In two influential papers in 2012 and 2013, Vincent Bignon, Marc Flandreau, and Stefano Ugolini attempted precisely this. By using a financial-arbitrage idea about the spread between a safe market rate and the Bank’s own lending rate, the authors recognize that a true LOLR cannot be rationing credit in a crisis; if it were rationing credit, the Bank could not have lent freely, and so was not an LOLR.

If the Bank were supplying funds freely in a panic — as it should have according to Bagehot’s rules — nobody would lend at a higher market rate, and the spread would disappear. Bignon, Flandreau, and Ugolini then show that for months leading up to the so-called Week of Terror in the financial crisis of 1847, the market rate of interest is much above the Bank’s own rate, indicating credit rationing by the Bank. In the next crisis, 1857, this tendency is almost entirely gone — and in both 1857 and 1866, the post-crisis spread turns negative, meaning that the market rate falls below the Bank rate, consistent with the behavior of a freely supplying LOLR.

So, the Bank became an LOLR sometime after the crisis of 1847.

Not so fast. There are at least two problems with this argument. First, if you do what Bignon, Flandreau, and Ugolini did for the mid-19th century crises and construct a “market-rate/Bank-rate spread” all the way to World War I (data freely available in the Bank of England’s historical data set), the turning point between 1847 and 1857 seems much less important. For long periods in the 1870s, and frequently for the next two decades, we observe precisely the same tendencies as in 1847 for the market rate to go above the Bank rate during recessions.
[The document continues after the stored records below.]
//! Ripple Core
//!
//! This crate provides a fine-grained reactive state runtime. It implements:
//!
//! - Reactive primitives (signals, memos, effects) with automatic dependency
//!   tracking
//! - Glitch-free batching of writes and a fixed-point effect scheduler
//! - A storage bridge that makes an external key/value store observable
//! - Request versioning that keeps stale async results out of reactive state
//!
//! # Architecture
//!
//! The crate is organized into several modules:
//!
//! - `reactive`: Core reactive primitives, tracking context and runtime
//! - `graph`: Dependency graph arena and update scheduler
//! - `storage`: Storage backends and the version+keyset bridge
//! - `request`: Tickets, abort tokens and request slots
//! - `config`, `error`: Serde configuration and error types
//!
//! # Example
//!
//! ```rust,ignore
//! use ripple_core::reactive::{batch, computed, effect, signal};
//!
//! // Create a signal
//! let count = signal(1);
//!
//! // Create a derived value
//! let c = count.clone();
//! let doubled = computed(move || c.get() * 2);
//!
//! // Create an effect
//! let (c, d) = (count.clone(), doubled.clone());
//! let logger = effect(move || {
//!     println!("Count: {}, Doubled: {}", c.get(), d.get());
//! });
//!
//! // Both writes reach the effect once
//! batch(|| {
//!     count.set(2);
//!     count.set(5);
//! });
//! // Prints: "Count: 5, Doubled: 10"
//! logger.dispose();
//! ```

pub mod config;
pub mod error;
pub mod graph;
pub mod reactive;
pub mod request;
pub mod storage;

pub use config::{BridgeConfig, RuntimeConfig};
pub use error::{Error, ReactiveError, Result, StorageError};
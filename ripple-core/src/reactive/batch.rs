//! Batching
//!
//! A batch groups several writes into one flush. Effects dirtied inside it
//! are queued, and run once the outermost batch closes, so they observe
//! either the state before the batch or the state after it, never a mix.

use super::runtime::Runtime;

/// Run `f` with effect flushing deferred until the outermost batch returns.
///
/// ```rust,ignore
/// let c = signal(1);
/// let log = Arc::new(Mutex::new(Vec::new()));
/// let sink = log.clone();
/// let c2 = c.clone();
/// let _e = effect(move || sink.lock().push(c2.get()));
///
/// batch(|| {
///     c.set(2);
///     c.set(3);
/// });
/// assert_eq!(*log.lock(), vec![1, 3]);
/// ```
pub fn batch<T>(f: impl FnOnce() -> T) -> T {
    Runtime::enter_batch();

    // Exits the batch even if `f` unwinds
    struct BatchGuard;

    impl Drop for BatchGuard {
        fn drop(&mut self) {
            let depth = Runtime::exit_batch();
            // No flushing while unwinding: a second panic would abort
            if depth == 0 && !std::thread::panicking() {
                Runtime::schedule_flush();
            }
        }
    }

    let _guard = BatchGuard;
    f()
}

/// Check if currently inside a batch.
pub fn is_batching() -> bool {
    Runtime::is_batching()
}

#[cfg(test)]
mod tests {
    use super::*;

    #[test]
    fn batch_returns_value_and_restores_depth() {
        assert!(!is_batching());
        let value = batch(|| {
            assert!(is_batching());
            batch(|| assert!(is_batching()));
            assert!(is_batching());
            42
        });
        assert_eq!(value, 42);
        assert!(!is_batching());
    }

    #[test]
    fn batch_depth_recovers_after_panic() {
        let result = std::panic::catch_unwind(|| batch(|| panic!("inside batch")));
        assert!(result.is_err());
        assert!(!is_batching());
    }
}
The spread is over 100 basis points in the midst of 1873; the spread is positive again around the collapse of the City of Glasgow Bank in 1878, when financial contagion to English banks was a serious problem; and it is positive again during the Barings crisis of 1890. Banking historian Forrest Capie’s summary is not unfounded:

[In] the nineteenth century it was not always possible to predict the behaviour of the Bank. Sometimes it came to the rescue of the market and sometimes it did not. Sometimes it helped out institutions and at others it did not.

Second, if we look at some indicators for the rest of the banking system, we get some hint about the fickle nature of the Bank’s LOLR activities. A credible LOLR standing ready to support illiquid banks would induce commercial banks to (a) hold less equity as the default risk from illiquidity-induced fire sales is smaller, and (b) reduce their holdings of liquid assets, such as cash and easily sold British consols (long-term government debt) since the purpose of liquid assets is to insure against illiquidity, which the Bank is now meant to provide. In the second half of the 19th century we see neither of those tendencies. Indeed, following each of the financial crises in 1866, 1878, and 1890, when the Bank was allegedly well-established as an LOLR, commercial banks increased their liquid positions to permanently higher levels. We see the opposite of what we would see had the commercial banks trusted the Bank’s newfound liquidity assistance.

In summary, Bagehot’s rule (principles, dictum, maxim) that a lender of last resort ought to lend freely to illiquid but not insolvent firms is the main guide for crisis-fighting modern central banks. It includes a lot of loose ends that allow central bankers leeway in making those decisions. Establishing when precisely the Bank of England — as the first modern central bank to embrace Bagehot’s rules — did so in practice is a current debate among financial historians that still hasn’t quite crystallized.